Texas doctor who defied state’s new abortion ban is sued

Two suits challenging Texas law are seen setting up a US Supreme Court test of the abortion ban’s constitutionality.

A new Texas law that took effect on September 1 seeks to ban abortions of fetuses with detectable heartbeats, at about six weeks of pregnancy [File: Lila Engelbrecht/Reuters]

A doctor in the United States who performed an abortion in defiance of a new Texas state law has been hit with a pair of lawsuits following his public admission during the weekend he had violated the new law.

Former lawyers in Arkansas and Illinois filed separate state lawsuits Monday against Dr Alan Braid, who in a weekend Washington Post opinion column became the first Texas abortion provider to publicly reveal he had performed an abortion since the Texas law took effect on September 1.

Dr Braid, of San Antonio, all but dared supporters of the state’s near-total ban on the procedure to try making an early example of him by filing a lawsuit.

“I fully understood that there could be legal consequences — but I wanted to make sure that Texas didn’t get away with its bid to prevent this blatantly unconstitutional law from being tested,” Braid wrote.

Both suits challenge the validity of the Texas law and are likely to set up a test of whether the law can stand after the US Supreme Court allowed it to take effect. In 1973, the US Supreme Court ruled in Roe v Wade women nationwide have a right to abortion. Anti-abortion activists are seeking to overturn that ruling through state laws like Texas, Missouri, Mississippi and others.

The new Texas law prohibits abortions once medical professionals can detect cardiac activity, which is usually around six weeks and before some women know they are pregnant.

Prosecutors cannot take criminal action against Braid, because the Texas law explicitly forbids that. The ban is enforced through lawsuits brought by private citizens, who do not have to be from Texas and who would be entitled to claim at least $10,000 in damages if successful.

The suits were filed by Oscar Stilley, of Cedarville, Arkansas and Filipe Gomez, of Chicago, Illinois.
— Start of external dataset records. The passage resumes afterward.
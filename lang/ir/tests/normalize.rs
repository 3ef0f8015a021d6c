use ast::{DataFamily, Ident, PackageName, TypeRef};
use ir::*;

fn normalized(exp: Exp) -> Exp {
    exp.normalize(&mut RewriteBudget::default()).unwrap()
}

fn external(name: &str, typ: &str) -> Exp {
    Exp::ExternalVar(ExternalVar {
        pack: PackageName::from_string("P"),
        name: Ident::from_string(name),
        typ: TypeRef::from_string(typ),
    })
}

#[test]
fn identity_applied_to_a_literal() {
    let exp = Exp::app(Exp::lambda(Exp::var(0)), Exp::int(42));
    assert_eq!(normalized(exp), Exp::int(42));
}

#[test]
fn eta_reduction_of_a_closed_function() {
    let f = external("f", "Int -> Int");
    let exp = Exp::lambda(Exp::app(f.clone(), Exp::var(0)));
    assert_eq!(normalized(exp), f);
}

#[test]
fn match_on_a_known_constructor() {
    let exp = Exp::Match(Match {
        on_exp: Box::new(Exp::nil()),
        cases: vec![
            Case {
                pattern: Pattern::Struct { tag: Some(0), params: vec![], family: DataFamily::Enum },
                body: Exp::int(1),
            },
            Case { pattern: Pattern::WildCard, body: Exp::int(2) },
        ],
    });
    assert_eq!(normalized(exp), Exp::int(1));
}

#[test]
fn match_on_an_opaque_scrutinee_is_left_alone() {
    let exp = Exp::lambda(Exp::Match(Match {
        on_exp: Box::new(Exp::var(0)),
        cases: vec![
            Case {
                pattern: Pattern::Struct { tag: Some(0), params: vec![], family: DataFamily::Enum },
                body: Exp::int(1),
            },
            Case { pattern: Pattern::WildCard, body: Exp::int(2) },
        ],
    }));
    assert_eq!(normalized(exp.clone()), exp);
}

#[test]
fn a_reduced_scrutinee_reenables_the_match() {
    // The scrutinee is an identity redex around nil; only after the child
    // normalizes does the match fire.
    let exp = Exp::Match(Match {
        on_exp: Box::new(Exp::app(Exp::lambda(Exp::var(0)), Exp::nil())),
        cases: vec![
            Case {
                pattern: Pattern::Struct { tag: Some(0), params: vec![], family: DataFamily::Enum },
                body: Exp::int(1),
            },
            Case { pattern: Pattern::WildCard, body: Exp::int(2) },
        ],
    });
    assert_eq!(normalized(exp), Exp::int(1));
}

#[test]
fn match_binding_applies_slots_through_betas() {
    // match [10, 20, 30] { [x, *rest] => x } picks out the head.
    let pattern = Pattern::list(vec![
        ListPart::Item(Pattern::Var(0)),
        ListPart::Splice(Some(1)),
    ])
    .unwrap();
    let exp = Exp::Match(Match {
        on_exp: Box::new(Exp::list([Exp::int(10), Exp::int(20), Exp::int(30)])),
        cases: vec![Case {
            pattern,
            // Two slots, so two lambda wrappers; the body projects slot 0.
            body: Exp::lambda(Exp::lambda(Exp::var(0))),
        }],
    });
    assert_eq!(normalized(exp), Exp::int(10));
}

#[test]
fn fixpoint_unfolds_when_the_self_reference_is_unused() {
    let exp = Exp::Recursion(Recursion { inner: Box::new(Exp::lambda(Exp::int(7))) });
    assert_eq!(normalized(exp), Exp::int(7));
}

#[test]
fn fixpoint_with_a_used_self_reference_stays() {
    let exp = Exp::Recursion(Recursion {
        inner: Box::new(Exp::lambda(Exp::app(Exp::var(0), Exp::int(1)))),
    });
    assert_eq!(normalized(exp.clone()), exp);
}

#[test]
fn applying_a_synthesized_constructor_fills_the_struct() {
    // The constructor term for tag 3 of arity 2.
    let ctor = Exp::lambda(Exp::lambda(Exp::Struct(Struct {
        tag: 3,
        args: vec![Exp::var(1), Exp::var(0)],
        family: DataFamily::Enum,
    })));
    let exp = Exp::app(Exp::app(ctor, Exp::int(1)), Exp::int(2));
    assert_eq!(
        normalized(exp),
        Exp::Struct(Struct {
            tag: 3,
            args: vec![Exp::int(1), Exp::int(2)],
            family: DataFamily::Enum,
        })
    );
}

#[test]
fn normalization_is_idempotent() {
    let samples = vec![
        Exp::app(Exp::lambda(Exp::var(0)), Exp::int(42)),
        Exp::lambda(Exp::app(external("f", "Int -> Int"), Exp::var(0))),
        Exp::lambda(Exp::Match(Match {
            on_exp: Box::new(Exp::var(0)),
            cases: vec![Case { pattern: Pattern::WildCard, body: Exp::str("s") }],
        })),
        Exp::Recursion(Recursion {
            inner: Box::new(Exp::lambda(Exp::app(Exp::var(0), Exp::int(1)))),
        }),
        Exp::list([Exp::int(1), Exp::int(2), Exp::int(3)]),
    ];
    for exp in samples {
        let once = normalized(exp);
        let twice = normalized(once.clone());
        assert_eq!(once, twice);
    }
}

#[test]
fn normal_forms_have_no_free_vars_at_the_top_level() {
    let exp = Exp::app(
        Exp::lambda(Exp::lambda(Exp::app(Exp::var(1), Exp::var(0)))),
        external("f", "Int -> Int"),
    );
    let nf = normalized(exp);
    assert!(nf.var_set().is_empty());
}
Oscar Stilley, who described himself in court paperwork as a disgraced former lawyer who lost his law licence after being convicted of tax fraud in 2010, said he is not opposed to abortion but sued to force a court review of the Texas anti-abortion law, which he called an “end-run”.

“I don’t want doctors out there nervous and sitting there and quaking in their boots and saying, ‘I can’t do this because if this thing works out, then I’m going to be bankrupt,’” Stilley told The Associated Press.

Felipe Gomez asked a court in San Antonio to declare the new law unconstitutional.

In Gomez’s view, the law is a form of government overreach. He said his lawsuit is a way to hold the Republicans who run Texas accountable, adding that their lax response to public health during the COVID-19 pandemic conflicts with their crackdown on abortion rights.

“If Republicans are going to say nobody can tell you to get a shot, they shouldn’t tell women what to do with their bodies either,” Gomez said. “I think they should be consistent.”

Gomez said he was not aware he could claim up to $10,000 in damages if he won his lawsuit. If he received money, Gomez said, he would likely donate it to an abortion rights group or to the patients of the doctor he sued.

Both lawsuits against Braid came in before an expected lawsuit Texas’s largest anti-abortion group, which said it had lawyers ready to bring lawsuits.

A federal appeals court is considering whether Missouri can implement sweeping limiting abortions. [File: Jeff Roberson/AP Photo]

“He will be able to defend the action against him by saying the law is unconstitutional,” said Carol Sanger, a law professor at Columbia University in New York City.

Braid wrote in The Washington Post that on September 6, he provided an abortion to a woman who was still in her first trimester but beyond the state’s new limit.

Two federal lawsuits over the Texas law are already making their way through the courts.

In one, filed by abortion providers and others, the Supreme Court declined to block the law from taking effect while the case makes its way through the legal system. It is still proceeding in the 5th US Circuit Court of Appeals. In the second case, the US Justice Department is asking a federal judge to declare the law invalid.